From the *Section of Clinical Bacteriology, Department of Medical Sciences, Uppsala University, Uppsala, Sweden; †WHO Collaborating Centre for Gonorrhoea and other STIs, Örebro University Hospital, Örebro, Sweden; ‡Department of Clinical Microbiology, Falu Lasarett, Falun, Sweden; §Communicable Disease Prevention and Control, Sunderby Hospital, Luleå, Sweden; ¶Department of Clinical Microbiology, Sunderby Hospital, Luleå, Sweden; and ‖Department of Communicable Diseases Control and Prevention, Uppsala County Council, Uppsala, Sweden
The authors thank Dr. Carin Anagrius for critically reading and commenting the manuscript.
Supported by local funds at the Uppsala University Hospital and at Örebro University Hospital and from the Uppsala-Örebro Regional Research Council.
All authors declare that they have no conflicts of interest.
Correspondence: Björn Herrmann, PhD, Department of Clinical Microbiology, Uppsala University Hospital, Dag Hammarskjöldsväg 17, SE-75185 Uppsala, Sweden. E-mail: firstname.lastname@example.org.
Received for publication January 10, 2012, and accepted April 5, 2012.

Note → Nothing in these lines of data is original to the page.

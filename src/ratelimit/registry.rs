//! Named limiters built from configuration.
//!
//! A service usually declares a handful of quotas up front ("comments: 5 per
//! minute", "verification: 1 per 5 seconds") and hands the matching limiter
//! to whichever handler enforces it.

use std::collections::HashMap;
use std::sync::Arc;
use tracing::info;

use super::limiter::KeyRateLimiter;
use crate::clock::Clock;
use crate::config::{LimiterDefinition, LockConfig};
use crate::error::{KeyrateError, Result};
use crate::store::SharedStore;

/// A set of limiters with unique names.
#[derive(Debug, Default)]
pub struct LimiterRegistry {
    limiters: HashMap<String, Arc<KeyRateLimiter>>,
}

impl LimiterRegistry {
    /// Create an empty registry.
    pub fn new() -> Self {
        Self::default()
    }

    /// Build one limiter per definition, all on the same store and clock.
    pub fn from_definitions(
        store: Arc<dyn SharedStore>,
        clock: Arc<dyn Clock>,
        lock: &LockConfig,
        definitions: &[LimiterDefinition],
    ) -> Result<Self> {
        let mut registry = Self::new();

        for definition in definitions {
            let limiter = KeyRateLimiter::new(
                store.clone(),
                &definition.name,
                definition.capacity,
                definition.window(),
            )?
            .with_clock(clock.clone())
            .with_lock_config(lock);

            registry.register(limiter)?;
        }

        info!(count = registry.len(), "Rate limiters initialized");
        Ok(registry)
    }

    /// Add a limiter. Names must be unique: two limiters sharing a name share a quota.
    pub fn register(&mut self, limiter: KeyRateLimiter) -> Result<Arc<KeyRateLimiter>> {
        if self.limiters.contains_key(limiter.name()) {
            return Err(KeyrateError::Config(format!(
                "duplicate rate limiter name: {}",
                limiter.name()
            )));
        }

        info!(
            limiter = %limiter.name(),
            capacity = limiter.capacity(),
            window_ms = limiter.window().as_millis() as u64,
            "Registered rate limiter"
        );

        let limiter = Arc::new(limiter);
        self.limiters.insert(limiter.name().to_string(), limiter.clone());
        Ok(limiter)
    }

    /// Look up a limiter by name.
    pub fn get(&self, name: &str) -> Option<Arc<KeyRateLimiter>> {
        self.limiters.get(name).cloned()
    }

    /// Registered names, sorted.
    pub fn names(&self) -> Vec<&str> {
        let mut names: Vec<&str> = self.limiters.keys().map(String::as_str).collect();
        names.sort_unstable();
        names
    }

    pub fn len(&self) -> usize {
        self.limiters.len()
    }

    pub fn is_empty(&self) -> bool {
        self.limiters.is_empty()
    }
}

A new variant of Chlamydia trachomatis (nvCT) was discovered in Sweden in 2006, and it could not be detected by diagnostic systems from Abbott and Roche, whereas the third system used, from Becton Dickinson (BD), detects nvCT. We analyzed 3648 samples from 2 counties that used Roche and 2 counties that used BD methods from 2007 to 2011. After implementation of a Roche method that detects nvCT, its proportion has decreased and converged in the 4 counties but are still at different levels in Roche and BD counties. Future studies are needed to see if nvCT will decline further.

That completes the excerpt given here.